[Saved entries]
▶

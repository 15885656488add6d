//! `{{stepN.path}}` substitution grammar (§4.5.1). Generalizes the
//! teacher's flat named-slot substitution into the full indexed-path
//! addressing the spec requires (`step1.result[0].id`).

use crate::schema::StepRecord;
use once_cell::sync::Lazy;
use regex::Regex;
use serde_json::Value;

pub const NULL_ID: &str = "NULL_ID";

static PLACEHOLDER_RE: Lazy<Regex> =
    Lazy::new(|| Regex::new(r"\{\{step(\d+)\.([^}]+)\}\}").unwrap());

#[derive(Debug)]
pub struct PlaceholderError {
    pub placeholder: String,
    pub step_index: usize,
}

impl std::fmt::Display for PlaceholderError {
    fn fmt(&self, f: &mut std::fmt::Formatter<'_>) -> std::fmt::Result {
        write!(f, "unresolved placeholder {} at step {}", self.placeholder, self.step_index)
    }
}
impl std::error::Error for PlaceholderError {}

/// Recursively substitutes every `{{stepN.path}}` occurrence in `params`
/// using `step_results` (already-dispatched steps of the current task).
/// `current_index` is the 0-based index of the step about to run; a
/// reference to `stepN` with `N >= current_index + 1` is a forward
/// reference and is an error.
///
/// Returns the substituted value, or a `PlaceholderError` naming the
/// first token that could not be resolved (so the caller can hand it to
/// the Reflector per §4.5 step 9).
pub fn substitute(
    params: &Value,
    step_results: &[StepRecord],
    current_index: usize,
) -> Result<Value, PlaceholderError> {
    match params {
        Value::String(s) => substitute_string(s, step_results, current_index).map(Value::String),
        Value::Array(items) => {
            let mut out = Vec::with_capacity(items.len());
            for item in items {
                out.push(substitute(item, step_results, current_index)?);
            }
            Ok(Value::Array(out))
        }
        Value::Object(map) => {
            let mut out = serde_json::Map::with_capacity(map.len());
            for (k, v) in map {
                out.insert(k.clone(), substitute(v, step_results, current_index)?);
            }
            Ok(Value::Object(out))
        }
        other => Ok(other.clone()),
    }
}

fn substitute_string(
    s: &str,
    step_results: &[StepRecord],
    current_index: usize,
) -> Result<String, PlaceholderError> {
    if !PLACEHOLDER_RE.is_match(s) {
        return Ok(s.to_string());
    }

    let mut result = String::new();
    let mut last_end = 0;
    for caps in PLACEHOLDER_RE.captures_iter(s) {
        let whole = caps.get(0).unwrap();
        result.push_str(&s[last_end..whole.start()]);

        let n: usize = caps[1].parse().unwrap_or(0);
        let path = &caps[2];

        if n == 0 || n >= current_index + 1 {
            return Err(PlaceholderError {
                placeholder: whole.as_str().to_string(),
                step_index: current_index,
            });
        }

        let record = step_results.get(n - 1);
        let resolved = record
            .and_then(|r| r.result.data.as_ref())
            .and_then(|data| walk_path(data, path));

        match resolved {
            Some(value) => result.push_str(&value_to_token(&value)),
            None => {
                tracing::warn!(placeholder = %whole.as_str(), step = current_index, "placeholder resolved to null, substituting NULL_ID");
                result.push_str(NULL_ID);
            }
        }

        last_end = whole.end();
    }
    result.push_str(&s[last_end..]);

    if result.contains(NULL_ID) {
        return Err(PlaceholderError {
            placeholder: s.to_string(),
            step_index: current_index,
        });
    }

    Ok(result)
}

/// Walks a dotted/indexed path (`result.emails[0].id`) into `data`.
fn walk_path(data: &Value, path: &str) -> Option<Value> {
    let mut current = data.clone();
    for segment in split_path(path) {
        match segment {
            PathSegment::Key(key) => match current {
                Value::Object(ref map) => current = map.get(&key)?.clone(),
                _ => return None,
            },
            PathSegment::Index(idx) => match current {
                Value::Array(ref arr) => current = arr.get(idx)?.clone(),
                _ => return None,
            },
        }
        if current.is_null() {
            return None;
        }
    }
    Some(current)
}

enum PathSegment {
    Key(String),
    Index(usize),
}

/// Splits `a.b[0].c` into `[Key(a), Key(b), Index(0), Key(c)]`. A
/// bracket-free segment that is itself a bare integer (`a.0.c`) is also
/// an index, matching the original's `part.isdigit()` list-indexing
/// path (`get_deep_value`).
fn split_path(path: &str) -> Vec<PathSegment> {
    let mut segments = Vec::new();
    for part in path.split('.') {
        if part.is_empty() {
            continue;
        }
        if let Some(bracket_pos) = part.find('[') {
            let name = &part[..bracket_pos];
            if !name.is_empty() {
                segments.push(PathSegment::Key(name.to_string()));
            }
            let rest = &part[bracket_pos..];
            for idx_str in rest.split('[').skip(1) {
                if let Some(end) = idx_str.find(']') {
                    if let Ok(idx) = idx_str[..end].parse::<usize>() {
                        segments.push(PathSegment::Index(idx));
                    }
                }
            }
        } else if let Ok(idx) = part.parse::<usize>() {
            segments.push(PathSegment::Index(idx));
        } else {
            segments.push(PathSegment::Key(part.to_string()));
        }
    }
    segments
}

fn value_to_token(value: &Value) -> String {
    match value {
        Value::String(s) => s.clone(),
        other => other.to_string(),
    }
}

#[cfg(test)]
mod tests {
    use super::*;
    use crate::schema::{Step, StepResult};
    use serde_json::json;

    fn record(data: Value) -> StepRecord {
        StepRecord {
            step: Step { step_type: "noop".into(), action: None, params: Value::Null, description: None },
            result: StepResult { success: true, message: "ok".into(), data: Some(data) },
        }
    }

    #[test]
    fn resolves_indexed_path() {
        let results = vec![record(json!({ "emails": [{ "id": "abc123" }] }))];
        let params = json!({ "id": "{{step1.emails[0].id}}" });
        let resolved = substitute(&params, &results, 1).unwrap();
        assert_eq!(resolved["id"], "abc123");
    }

    #[test]
    fn resolves_bare_dotted_index_into_list() {
        let results = vec![record(json!({ "result": [{ "id": "xyz789" }] }))];
        let params = json!({ "id": "{{step1.result.0.id}}" });
        let resolved = substitute(&params, &results, 1).unwrap();
        assert_eq!(resolved["id"], "xyz789");
    }

    #[test]
    fn missing_value_becomes_error() {
        let results = vec![record(json!({ "emails": [] }))];
        let params = json!({ "id": "{{step1.emails[0].id}}" });
        let err = substitute(&params, &results, 1).unwrap_err();
        assert_eq!(err.step_index, 1);
    }

    #[test]
    fn forward_reference_is_error() {
        let results = vec![record(json!({}))];
        let params = json!({ "id": "{{step5.x}}" });
        assert!(substitute(&params, &results, 1).is_err());
    }

    #[test]
    fn passthrough_when_no_placeholder() {
        let results: Vec<StepRecord> = Vec::new();
        let params = json!({ "path": "/tmp/report.pdf" });
        let resolved = substitute(&params, &results, 0).unwrap();
        assert_eq!(resolved, params);
    }
}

◀

All lines above containing the string "find": copy each one.

### Problem solution
        if let Some(bracket_pos) = part.find('[') {
                if let Some(end) = idx_str.find(']') {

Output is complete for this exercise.